Ainsi mademoiselle Verpie contait cette aventure, ajouta M. Bergeret. Elle la contait souvent. C'avait été peut-être la plus considérable de sa vie.
– Tu oublies une partie importante du récit, Lucien. Voici exactement les paroles de mademoiselle Verpie:
– Un monsieur bien mis me dit; «Mademoiselle, vous flambez.» Je lui réponds: «Passez votre chemin et ne vous occupez pas de moi.-Comme vous voudrez, mademoiselle.» Alors je sens une odeur de soufre…

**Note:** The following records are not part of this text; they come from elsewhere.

//! Per-cell despawn deadlines.

use std::{collections::BTreeMap, time::Duration};

use grinch_smasher_core::CellIndex;
use thiserror::Error;

/// Precondition violations raised while scheduling despawn timers.
#[derive(Clone, Copy, Debug, PartialEq, Eq, Error)]
pub enum TimerError {
    /// A timer is already pending for the cell.
    #[error("a despawn timer is already pending for cell {0}")]
    DuplicateTimer(CellIndex),
}

/// Sole owner of every pending despawn deadline.
///
/// Deadlines are expressed on the world's virtual timeline. A cancelled entry
/// is removed from the map immediately, so it can never be returned by
/// [`DespawnTimers::drain_due`] afterwards.
#[derive(Clone, Debug, Default)]
pub struct DespawnTimers {
    deadlines: BTreeMap<CellIndex, Duration>,
}

impl DespawnTimers {
    /// Creates an empty timer set.
    #[must_use]
    pub fn new() -> Self {
        Self::default()
    }

    /// Registers a timer for `cell` that expires `window` after `now`.
    pub fn schedule(
        &mut self,
        cell: CellIndex,
        now: Duration,
        window: Duration,
    ) -> Result<(), TimerError> {
        if self.deadlines.contains_key(&cell) {
            return Err(TimerError::DuplicateTimer(cell));
        }
        let _ = self.deadlines.insert(cell, now.saturating_add(window));
        Ok(())
    }

    /// Cancels the timer pending for `cell`, returning whether one existed.
    pub fn cancel(&mut self, cell: CellIndex) -> bool {
        self.deadlines.remove(&cell).is_some()
    }

    /// Cancels every pending timer, returning how many were dropped.
    pub fn cancel_all(&mut self) -> usize {
        let cancelled = self.deadlines.len();
        self.deadlines.clear();
        cancelled
    }

    /// Reports whether a timer is pending for `cell`.
    #[must_use]
    pub fn is_pending(&self, cell: CellIndex) -> bool {
        self.deadlines.contains_key(&cell)
    }

    /// Deadline registered for `cell`, if any.
    #[must_use]
    pub fn deadline(&self, cell: CellIndex) -> Option<Duration> {
        self.deadlines.get(&cell).copied()
    }

    /// Number of pending timers.
    #[must_use]
    pub fn len(&self) -> usize {
        self.deadlines.len()
    }

    /// Reports whether no timer is pending.
    #[must_use]
    pub fn is_empty(&self) -> bool {
        self.deadlines.is_empty()
    }

    /// Earliest pending deadline.
    #[must_use]
    pub fn next_deadline(&self) -> Option<Duration> {
        self.deadlines.values().min().copied()
    }

    /// Removes and returns every timer whose deadline is at or before `now`.
    ///
    /// Expired cells are ordered by deadline, then by cell index.
    pub fn drain_due(&mut self, now: Duration) -> Vec<CellIndex> {
        let mut due: Vec<(Duration, CellIndex)> = self
            .deadlines
            .iter()
            .filter(|(_, deadline)| **deadline <= now)
            .map(|(cell, deadline)| (*deadline, *cell))
            .collect();
        due.sort_unstable();

        for (_, cell) in &due {
            let _ = self.deadlines.remove(cell);
        }

        due.into_iter().map(|(_, cell)| cell).collect()
    }
}
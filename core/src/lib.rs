#![deny(
    unsafe_code,
    missing_docs,
    dead_code,
    unused_results,
    non_snake_case,
    unreachable_pub
)]

//! Core contracts shared across the Grinch Smasher engine.
//!
//! This crate defines the message surface that connects the session driver,
//! the authoritative world, and pure systems. The driver submits [`Command`]
//! values describing desired mutations, the world executes those commands via
//! its `apply` entry point, and then broadcasts [`Event`] values for systems to
//! react to deterministically. Systems consume event streams, query immutable
//! snapshots such as [`GridView`], and respond exclusively with new commands.

use std::{fmt, time::Duration};

use serde::{Deserialize, Serialize};

/// Number of cells on the playing field. The 3×3 layout is a presentation detail.
pub const GRID_SIZE: usize = 9;

/// Length of a single session measured in whole seconds.
pub const SESSION_DURATION_SECS: u32 = 60;

/// Cadence at which the spawn scheduler attempts to populate an empty cell.
pub const SPAWN_INTERVAL: Duration = Duration::from_millis(800);

/// Cadence at which the session clock loses one second.
pub const CLOCK_INTERVAL: Duration = Duration::from_secs(1);

/// Time an untapped item stays visible before it despawns.
pub const DESPAWN_WINDOW: Duration = Duration::from_millis(1500);

/// Probability that a spawned item is a present rather than a grinch.
pub const PRESENT_PROBABILITY: f64 = 0.3;

/// Points awarded for tapping a grinch.
pub const GRINCH_POINTS: u32 = 10;

/// Points deducted for tapping a present. The score never drops below zero.
pub const PRESENT_PENALTY: u32 = 5;

/// Coarse-grained state of the overall game flow.
#[derive(Clone, Copy, Debug, PartialEq, Eq, Hash, Serialize, Deserialize)]
pub enum Phase {
    /// Waiting for the capture collaborator to deliver a photo.
    Capturing,
    /// Photo stored, waiting for the player to start a session.
    Ready,
    /// Session in progress: the clock counts down and items spawn.
    Active,
    /// Session finished; final state is frozen for reporting.
    Ended,
}

/// Kinds of items that may pop up inside a cell.
#[derive(Clone, Copy, Debug, PartialEq, Eq, Hash, Serialize, Deserialize)]
pub enum ItemKind {
    /// Target the player should tap.
    Grinch,
    /// Decoy the player should avoid.
    Present,
}

impl ItemKind {
    /// Signed score adjustment applied when an item of this kind is tapped.
    ///
    /// The ledger clamps the result at zero, so the adjustment actually applied
    /// to a low score may be smaller than the value reported here.
    #[must_use]
    pub const fn score_delta(self) -> i64 {
        match self {
            Self::Grinch => GRINCH_POINTS as i64,
            Self::Present => -(PRESENT_PENALTY as i64),
        }
    }
}

/// Stable identity of a single grid cell.
#[derive(Clone, Copy, Debug, PartialEq, Eq, Hash, PartialOrd, Ord, Serialize, Deserialize)]
pub struct CellIndex(u32);

impl CellIndex {
    /// Creates a new cell index with the provided numeric value.
    #[must_use]
    pub const fn new(value: u32) -> Self {
        Self(value)
    }

    /// Retrieves the numeric representation of the index.
    #[must_use]
    pub const fn get(&self) -> u32 {
        self.0
    }

    /// Converts the index into a slice offset.
    #[must_use]
    pub fn as_usize(&self) -> usize {
        usize::try_from(self.0).unwrap_or(usize::MAX)
    }
}

impl fmt::Display for CellIndex {
    fn fmt(&self, f: &mut fmt::Formatter<'_>) -> fmt::Result {
        write!(f, "#{}", self.0)
    }
}

/// Opaque reference to a captured photo.
///
/// The engine never interprets the value; it only stores it and hands it back
/// to the presentation layer.
#[derive(Clone, Debug, PartialEq, Eq, Hash, Serialize, Deserialize)]
pub struct PhotoRef(String);

impl PhotoRef {
    /// Wraps the provided reference.
    #[must_use]
    pub fn new(reference: impl Into<String>) -> Self {
        Self(reference.into())
    }

    /// Borrows the raw reference.
    #[must_use]
    pub fn as_str(&self) -> &str {
        &self.0
    }
}

/// Commands that express all permissible world mutations.
#[derive(Clone, Debug, PartialEq, Eq)]
pub enum Command {
    /// Reports that the capture collaborator produced a photo.
    CapturePhoto {
        /// Reference handed back by the capture collaborator.
        photo: PhotoRef,
    },
    /// Requests that a new session begins.
    StartSession,
    /// Requests a return to the ready screen after a session ended.
    Replay,
    /// Requests a fresh capture, discarding the stored photo.
    NewCapture,
    /// Reports that the player tapped a cell.
    TapCell {
        /// Cell that received the tap.
        cell: CellIndex,
    },
    /// Requests that an item appears in an empty cell.
    SpawnItem {
        /// Cell that should receive the item.
        cell: CellIndex,
        /// Kind of item to place.
        kind: ItemKind,
    },
    /// Advances the virtual clock by the provided delta time.
    Tick {
        /// Duration of virtual time that elapsed since the previous tick.
        dt: Duration,
    },
}

/// Inbound phase signals, used to report which signal was ignored.
#[derive(Clone, Copy, Debug, PartialEq, Eq, Hash, Serialize, Deserialize)]
pub enum Signal {
    /// Photo captured.
    CapturePhoto,
    /// Start requested.
    StartSession,
    /// Replay requested.
    Replay,
    /// New capture requested.
    NewCapture,
    /// Cell tapped.
    TapCell,
}

/// Events broadcast by the world after processing commands.
#[derive(Clone, Debug, PartialEq, Eq, Hash)]
pub enum Event {
    /// Indicates that the virtual clock advanced.
    TimeAdvanced {
        /// Duration of virtual time that elapsed in the tick.
        dt: Duration,
    },
    /// Announces that the game flow entered a new phase.
    PhaseChanged {
        /// Phase that was active before the transition.
        from: Phase,
        /// Phase that became active.
        to: Phase,
    },
    /// Confirms that a photo reference was stored.
    PhotoStored {
        /// Reference now held by the world.
        photo: PhotoRef,
    },
    /// Confirms that the stored photo reference was dropped.
    PhotoDiscarded,
    /// Announces that a session started with a fresh board and score.
    SessionStarted {
        /// Seconds on the clock at the start of the session.
        duration_secs: u32,
    },
    /// Reports that the session clock lost one second.
    ClockTicked {
        /// Seconds left after the decrement.
        remaining_secs: u32,
    },
    /// Confirms that an item appeared in a cell.
    ItemSpawned {
        /// Cell holding the new item.
        cell: CellIndex,
        /// Kind of the new item.
        kind: ItemKind,
    },
    /// Reports that an untapped item expired.
    ItemDespawned {
        /// Cell that was cleared.
        cell: CellIndex,
        /// Kind of item that expired.
        kind: ItemKind,
    },
    /// Confirms that a tap hit an item.
    CellTapped {
        /// Cell that was tapped and cleared.
        cell: CellIndex,
        /// Kind of item that was hit.
        kind: ItemKind,
        /// Score after applying the tap.
        score: u32,
    },
    /// Reports the end of a session once the clock ran out.
    SessionEnded {
        /// Score frozen at the end of the session.
        final_score: u32,
    },
    /// Reports that a spawn request was rejected.
    SpawnRejected {
        /// Cell named in the request.
        cell: CellIndex,
        /// Kind named in the request.
        kind: ItemKind,
        /// Specific reason the spawn failed.
        reason: SpawnError,
    },
    /// Reports that a phase signal did not match a valid transition.
    SignalIgnored {
        /// Signal that was dropped.
        signal: Signal,
        /// Phase that was active when the signal arrived.
        phase: Phase,
    },
}

/// Reasons a spawn request may be rejected by the world.
#[derive(Clone, Copy, Debug, PartialEq, Eq, Hash, Serialize, Deserialize)]
pub enum SpawnError {
    /// No session is active, so the spawn scheduler is halted.
    InvalidPhase,
    /// The requested cell lies outside the grid.
    InvalidIndex,
    /// The requested cell already holds an item.
    Occupied,
    /// A despawn timer is already pending for the requested cell.
    DuplicateTimer,
}

/// Immutable representation of a single cell used for queries.
#[derive(Clone, Copy, Debug, PartialEq, Eq, Hash)]
pub struct CellSnapshot {
    /// Identity of the cell.
    pub index: CellIndex,
    /// Item currently shown in the cell, if any.
    pub item: Option<ItemKind>,
}

impl CellSnapshot {
    /// Reports whether the cell holds an item.
    #[must_use]
    pub const fn is_occupied(&self) -> bool {
        self.item.is_some()
    }

    /// Reports whether the presentation layer should draw an item in the cell.
    ///
    /// Visibility always mirrors occupancy.
    #[must_use]
    pub const fn is_visible(&self) -> bool {
        self.is_occupied()
    }
}

/// Read-only snapshot describing every cell in index order.
#[derive(Clone, Debug, Default, PartialEq, Eq, Hash)]
pub struct GridView {
    cells: Vec<CellSnapshot>,
}

impl GridView {
    /// Creates a new grid view from the provided snapshots.
    #[must_use]
    pub fn from_snapshots(mut cells: Vec<CellSnapshot>) -> Self {
        cells.sort_by_key(|cell| cell.index);
        Self { cells }
    }

    /// Iterator over the captured cells in index order.
    pub fn iter(&self) -> impl Iterator<Item = &CellSnapshot> {
        self.cells.iter()
    }

    /// Number of cells captured by the view.
    #[must_use]
    pub fn len(&self) -> usize {
        self.cells.len()
    }

    /// Reports whether the view captured no cells at all.
    #[must_use]
    pub fn is_empty(&self) -> bool {
        self.cells.is_empty()
    }

    /// Returns the snapshot for the provided cell, if it exists.
    #[must_use]
    pub fn cell(&self, index: CellIndex) -> Option<&CellSnapshot> {
        self.cells.get(index.as_usize())
    }

    /// Indices of all cells that currently hold no item.
    #[must_use]
    pub fn empty_cells(&self) -> Vec<CellIndex> {
        self.cells
            .iter()
            .filter(|cell| !cell.is_occupied())
            .map(|cell| cell.index)
            .collect()
    }

    /// Number of cells that currently hold an item.
    #[must_use]
    pub fn occupied_count(&self) -> usize {
        self.cells.iter().filter(|cell| cell.is_occupied()).count()
    }

    /// Consumes the view, yielding the underlying snapshots.
    #[must_use]
    pub fn into_vec(self) -> Vec<CellSnapshot> {
        self.cells
    }
}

– Tu as raison, Zoé: je mutilais le texte et j'omettais un endroit considérable. Par sa réponse, mademoiselle Verpie, qui était bossue, se montrait fille prudente et sage. C'est un point qu'il fallait retenir. Je crois me rappeler, d'ailleurs, que c'était une personne extrêmement pudique.
– Notre pauvre maman, dit Zoé, avait la manie des raccommodages. Ce qu'on faisait de reprises à la maison!…
– Oui, elle était d'aiguille. Mais ce qu'elle avait de charmant, c'est qu'avant de se mettre à coudre dans la salle à manger, elle disposait près d'elle, au bord de la table, sous le plus clair rayon du jour, une botte de giroflées, dans un pot de grès, ou des marguerites, ou des fruits avec des feuilles, sur un plat. Elle disait que des pommes d'api étaient aussi jolies à voir que des roses; je n'ai vu personne goûter aussi bien qu'elle la beauté d'une pêche ou d'une grappe de raisin. Et quand on lui montrait des Chardins au Louvre, elle reconnaissait que c'était très bien. Mais on sentait qu'elle préférait les siens. Et avec quelle conviction elle me disait: «Vois, Lucien: y a-t-il rien de plus admirable que cette plume tombée de l'aile d'un pigeon!» Je ne crois pas qu'on ait jamais aimé la nature avec plus de candeur et de simplicité.
– Pauvre maman! soupira Zoé. Et avec cela elle avait un goût terrible en toilette. Elle m'a choisi un jour, au Petit-Saint-Thomas, une robe bleue. Cela s'appelait le bleu-étincelle, et c'était effrayant. Cette robe a fait le malheur de mon enfance.